3. George Berkeley (1685–1753)

Project: to refute atheism and materialism by showing that matter without perception is incoherent.

Esse est percipi — “To be is to be perceived”

  • Immaterial material substances independent of perception do not exist
  • Objects exist because they are perceived: by finite minds (us) or by the infinite mind (God)
  • God guarantees the continuity and regularity of the world — the only materialism that Berkeley rejects; the world is “God’s idea”

Works

  • A Treatise Concerning the Principles of Human Knowledge (1710); Three Dialogues between Hylas and Philonous (1713)

4. David Hume (1711–1776)

Empiricism taken to its ultimate consequences — and to the crisis of metaphysics.

Impressions and ideas

  • All mental contents are impressions (vivid perceptions) or ideas (weakened copies of impressions)
  • Principle of copy: every idea derives from a corresponding impression; idea without impression = empty word

Critique of causality

  • We do not perceive necessary connection between causes and effects — only constant conjunction of events
  • Causality is a habit of the mind generated by repetition of conjunction, not a logical or metaphysical necessity
  • Destruction of the foundation of causal metaphysics (including proofs of God’s existence by causality)
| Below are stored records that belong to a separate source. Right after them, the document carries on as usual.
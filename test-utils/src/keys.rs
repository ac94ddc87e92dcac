//! Deterministic fixture keys for a single pool

use ammliq_amm_core::keys::{MODEL_DATA_ID, OPENBOOK_ID, STABLE_ID, TOKEN_PROGRAM_ID, WSOL_MINT_ID};

pub const fn fixture_pk(b: u8) -> [u8; 32] {
    [b; 32]
}

pub const FIXTURE_TOKEN_PROGRAM: [u8; 32] = TOKEN_PROGRAM_ID;
pub const FIXTURE_MODEL_DATA: [u8; 32] = MODEL_DATA_ID;
pub const FIXTURE_STANDARD_PROGRAM: [u8; 32] = ammliq_amm_core::ID;
pub const FIXTURE_STABLE_PROGRAM: [u8; 32] = STABLE_ID;
pub const FIXTURE_MARKET_PROGRAM: [u8; 32] = OPENBOOK_ID;

pub const FIXTURE_BASE_MINT: [u8; 32] = WSOL_MINT_ID;
pub const FIXTURE_QUOTE_MINT: [u8; 32] = fixture_pk(2);

pub const FIXTURE_AMM: [u8; 32] = fixture_pk(10);
pub const FIXTURE_AMM_AUTHORITY: [u8; 32] = fixture_pk(11);
pub const FIXTURE_AMM_OPEN_ORDERS: [u8; 32] = fixture_pk(12);
pub const FIXTURE_AMM_TARGET_ORDERS: [u8; 32] = fixture_pk(13);
pub const FIXTURE_LP_MINT: [u8; 32] = fixture_pk(14);
pub const FIXTURE_BASE_VAULT: [u8; 32] = fixture_pk(15);
pub const FIXTURE_QUOTE_VAULT: [u8; 32] = fixture_pk(16);
pub const FIXTURE_WITHDRAW_QUEUE: [u8; 32] = fixture_pk(17);
pub const FIXTURE_LP_VAULT: [u8; 32] = fixture_pk(18);

pub const FIXTURE_MARKET: [u8; 32] = fixture_pk(20);
pub const FIXTURE_MARKET_BIDS: [u8; 32] = fixture_pk(21);
pub const FIXTURE_MARKET_ASKS: [u8; 32] = fixture_pk(22);
pub const FIXTURE_MARKET_EVENT_QUEUE: [u8; 32] = fixture_pk(23);
pub const FIXTURE_MARKET_BASE_VAULT: [u8; 32] = fixture_pk(24);
pub const FIXTURE_MARKET_QUOTE_VAULT: [u8; 32] = fixture_pk(25);
pub const FIXTURE_MARKET_AUTHORITY: [u8; 32] = fixture_pk(26);

pub const FIXTURE_OWNER: [u8; 32] = fixture_pk(30);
The Self as a bundle of perceptions

  • There is no substantial and permanent “I” perceived introspectively
  • The self is a bundle of perceptions (bundle theory) that succeed one another without a persistent substrate

Ethics of moral sentiment

  • Moral judgments are not rational, but expression of sentiments of approval/disapproval
  • Reason is “slave to the passions” — it cannot motivate by itself; it motivates only indirectly, indicating means for desired ends
  • Hume’s guillotine (is-ought gap): one cannot derive an ought from an is (a distinct concept from G. E. Moore’s naturalistic fallacy)

Influence on Kant

  • Hume “awakened Kant from his dogmatic slumber”; Hume’s critique of causality led Kant to revise all metaphysics

Works

  • A Treatise of Human Nature (1739–1740); An Enquiry Concerning Human Understanding (1748); An Enquiry Concerning the Principles of Morals (1751); Dialogues Concerning Natural Religion (1779, posthumous)

General References

  • Reale & Antiseri, History of Philosophy, vol. 3 (Rationalism and Empiricism)
  • Bertrand Russell, History of Western Philosophy, book 3
  • Frederick Copleston, History of Philosophy, vols. 4 and 5
  • Descartes: Meditations (English trans. various); Discourse on Method (various)
  • Spinoza: Ethics (various English trans.)
  • Hume: Enquiry Concerning Human Understanding (various English trans.)
  • Locke: Second Treatise of Government (various English trans.)